» **EXERCISE AIM**: Say the data back exactly as it is written below.

» **INFORMATION SHOWN**:
--- START ---

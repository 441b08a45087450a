//! The fixed achievement catalogue.
//!
//! `budget_mastery` and `account_milestone` entries have no evaluation rule
//! yet and can never be earned (see `evaluate_definition`).

use super::achievements_model::{AchievementDefinition, AchievementType};

/// Special-cased debt achievement: earned when debt reaches zero.
pub const DEBT_FREEDOM_ID: &str = "debt_freedom";

const fn def(
    id: &'static str,
    achievement_type: AchievementType,
    title: &'static str,
    description: &'static str,
    threshold: f64,
    milestone: bool,
) -> AchievementDefinition {
    AchievementDefinition {
        id,
        achievement_type,
        title,
        description,
        threshold,
        milestone,
    }
}

pub const ACHIEVEMENT_CATALOGUE: &[AchievementDefinition] = &[
    // Savings
    def(
        "first_savings",
        AchievementType::SavingsMilestone,
        "First Steps",
        "Save your first $100",
        100.0,
        false,
    ),
    def(
        "savings_1k",
        AchievementType::SavingsMilestone,
        "Four Figures",
        "Save a total of $1,000",
        1_000.0,
        true,
    ),
    def(
        "savings_5k",
        AchievementType::SavingsMilestone,
        "Building a Cushion",
        "Save a total of $5,000",
        5_000.0,
        false,
    ),
    def(
        "savings_10k",
        AchievementType::SavingsMilestone,
        "Five Figures",
        "Save a total of $10,000",
        10_000.0,
        true,
    ),
    def(
        "savings_25k",
        AchievementType::SavingsMilestone,
        "Serious Saver",
        "Save a total of $25,000",
        25_000.0,
        true,
    ),
    // Budget streaks
    def(
        "budget_streak_3",
        AchievementType::Streak,
        "On Track",
        "Stay under budget for 3 periods in a row",
        3.0,
        false,
    ),
    def(
        "budget_streak_6",
        AchievementType::Streak,
        "Steady Hand",
        "Stay under budget for 6 periods in a row",
        6.0,
        false,
    ),
    def(
        "budget_streak_12",
        AchievementType::Streak,
        "Budget Marathon",
        "Stay under budget for 12 periods in a row",
        12.0,
        true,
    ),
    def(
        "budget_master",
        AchievementType::BudgetMastery,
        "Budget Master",
        "Keep every budget category under its limit for a month",
        1.0,
        true,
    ),
    // Income
    def(
        "income_growth_10",
        AchievementType::IncomeGrowth,
        "Raising the Bar",
        "Grow your monthly income by 10%",
        10.0,
        false,
    ),
    def(
        "income_growth_25",
        AchievementType::IncomeGrowth,
        "Level Up",
        "Grow your monthly income by 25%",
        25.0,
        true,
    ),
    // Debt
    def(
        "debt_reduction_25",
        AchievementType::DebtReduction,
        "Chipping Away",
        "Reduce your total debt by 25%",
        25.0,
        false,
    ),
    def(
        "debt_reduction_50",
        AchievementType::DebtReduction,
        "Halfway Free",
        "Reduce your total debt by 50%",
        50.0,
        true,
    ),
    def(
        DEBT_FREEDOM_ID,
        AchievementType::DebtReduction,
        "Debt Free",
        "Pay off all of your tracked debt",
        100.0,
        true,
    ),
    // Challenges
    def(
        "first_challenge",
        AchievementType::ChallengeComplete,
        "Challenger",
        "Complete your first savings challenge",
        1.0,
        false,
    ),
    def(
        "challenge_5",
        AchievementType::ChallengeComplete,
        "Challenge Champion",
        "Complete 5 savings challenges",
        5.0,
        true,
    ),
    // Account
    def(
        "account_anniversary",
        AchievementType::AccountMilestone,
        "One Year Strong",
        "Keep your account active for a full year",
        365.0,
        false,
    ),
    // Logins
    def(
        "login_streak_7",
        AchievementType::LoginStreak,
        "Week Warrior",
        "Check in 7 days in a row",
        7.0,
        false,
    ),
    def(
        "login_streak_30",
        AchievementType::LoginStreak,
        "Habit Formed",
        "Check in 30 days in a row",
        30.0,
        true,
    ),
];

/// Looks up a catalogue entry by id.
pub fn find_definition(id: &str) -> Option<&'static AchievementDefinition> {
    ACHIEVEMENT_CATALOGUE.iter().find(|def| def.id == id)
}

#[cfg(test)]
mod tests {
    use super::*;
    use std::collections::HashSet;

    #[test]
    fn test_catalogue_ids_are_unique() {
        let ids: HashSet<&str> = ACHIEVEMENT_CATALOGUE.iter().map(|d| d.id).collect();
        assert_eq!(ids.len(), ACHIEVEMENT_CATALOGUE.len());
        assert_eq!(ACHIEVEMENT_CATALOGUE.len(), 19);
    }

    #[test]
    fn test_thresholds_are_positive() {
        assert!(ACHIEVEMENT_CATALOGUE.iter().all(|d| d.threshold > 0.0));
    }

    #[test]
    fn test_find_definition() {
        let def = find_definition(DEBT_FREEDOM_ID).unwrap();
        assert_eq!(def.achievement_type, AchievementType::DebtReduction);
        assert!(def.milestone);
        assert!(find_definition("nope").is_none());
    }
}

--- END ---

» **TASK SOLUTION**:
repository 441b08a45087450a
//! The fixed achievement catalogue.
//!
//! `budget_mastery` and `account_milestone` entries have no evaluation rule
//! yet and can never be earned (see `evaluate_definition`).

use super::achievements_model::{AchievementDefinition, AchievementType};

/// Special-cased debt achievement: earned when debt reaches zero.
pub const DEBT_FREEDOM_ID: &str = "debt_freedom";

const fn def(
    id: &'static str,
    achievement_type: AchievementType,
    title: &'static str,
    description: &'static str,
    threshold: f64,
    milestone: bool,
) -> AchievementDefinition {
    AchievementDefinition {
        id,
        achievement_type,
        title,
        description,
        threshold,
        milestone,
    }
}

pub const ACHIEVEMENT_CATALOGUE: &[AchievementDefinition] = &[
    // Savings
    def(
        "first_savings",
        AchievementType::SavingsMilestone,
        "First Steps",
        "Save your first $100",
        100.0,
        false,
    ),
    def(
        "savings_1k",
        AchievementType::SavingsMilestone,
        "Four Figures",
        "Save a total of $1,000",
        1_000.0,
        true,
    ),
    def(
        "savings_5k",
        AchievementType::SavingsMilestone,
        "Building a Cushion",
        "Save a total of $5,000",
        5_000.0,
        false,
    ),
    def(
        "savings_10k",
        AchievementType::SavingsMilestone,
        "Five Figures",
        "Save a total of $10,000",
        10_000.0,
        true,
    ),
    def(
        "savings_25k",
        AchievementType::SavingsMilestone,
        "Serious Saver",
        "Save a total of $25,000",
        25_000.0,
        true,
    ),
    // Budget streaks
    def(
        "budget_streak_3",
        AchievementType::Streak,
        "On Track",
        "Stay under budget for 3 periods in a row",
        3.0,
        false,
    ),
    def(
        "budget_streak_6",
        AchievementType::Streak,
        "Steady Hand",
        "Stay under budget for 6 periods in a row",
        6.0,
        false,
    ),
    def(
        "budget_streak_12",
        AchievementType::Streak,
        "Budget Marathon",
        "Stay under budget for 12 periods in a row",
        12.0,
        true,
    ),
    def(
        "budget_master",
        AchievementType::BudgetMastery,
        "Budget Master",
        "Keep every budget category under its limit for a month",
        1.0,
        true,
    ),
    // Income
    def(
        "income_growth_10",
        AchievementType::IncomeGrowth,
        "Raising the Bar",
        "Grow your monthly income by 10%",
        10.0,
        false,
    ),
    def(
        "income_growth_25",
        AchievementType::IncomeGrowth,
        "Level Up",
        "Grow your monthly income by 25%",
        25.0,
        true,
    ),
    // Debt
    def(
        "debt_reduction_25",
        AchievementType::DebtReduction,
        "Chipping Away",
        "Reduce your total debt by 25%",
        25.0,
        false,
    ),
    def(
        "debt_reduction_50",
        AchievementType::DebtReduction,
        "Halfway Free",
        "Reduce your total debt by 50%",
        50.0,
        true,
    ),
    def(
        DEBT_FREEDOM_ID,
        AchievementType::DebtReduction,
        "Debt Free",
        "Pay off all of your tracked debt",
        100.0,
        true,
    ),
    // Challenges
    def(
        "first_challenge",
        AchievementType::ChallengeComplete,
        "Challenger",
        "Complete your first savings challenge",
        1.0,
        false,
    ),
    def(
        "challenge_5",
        AchievementType::ChallengeComplete,
        "Challenge Champion",
        "Complete 5 savings challenges",
        5.0,
        true,
    ),
    // Account
    def(
        "account_anniversary",
        AchievementType::AccountMilestone,
        "One Year Strong",
        "Keep your account active for a full year",
        365.0,
        false,
    ),
    // Logins
    def(
        "login_streak_7",
        AchievementType::LoginStreak,
        "Week Warrior",
        "Check in 7 days in a row",
        7.0,
        false,
    ),
    def(
        "login_streak_30",
        AchievementType::LoginStreak,
        "Habit Formed",
        "Check in 30 days in a row",
        30.0,
        true,
    ),
];

/// Looks up a catalogue entry by id.
pub fn find_definition(id: &str) -> Option<&'static AchievementDefinition> {
    ACHIEVEMENT_CATALOGUE.iter().find(|def| def.id == id)
}

#[cfg(test)]
mod tests {
    use super::*;
    use std::collections::HashSet;

    #[test]
    fn test_catalogue_ids_are_unique() {
        let ids: HashSet<&str> = ACHIEVEMENT_CATALOGUE.iter().map(|d| d.id).collect();
        assert_eq!(ids.len(), ACHIEVEMENT_CATALOGUE.len());
        assert_eq!(ACHIEVEMENT_CATALOGUE.len(), 19);
    }

    #[test]
    fn test_thresholds_are_positive() {
        assert!(ACHIEVEMENT_CATALOGUE.iter().all(|d| d.threshold > 0.0));
    }

    #[test]
    fn test_find_definition() {
        let def = find_definition(DEBT_FREEDOM_ID).unwrap();
        assert_eq!(def.achievement_type, AchievementType::DebtReduction);
        assert!(def.milestone);
        assert!(find_definition("nope").is_none());
    }
}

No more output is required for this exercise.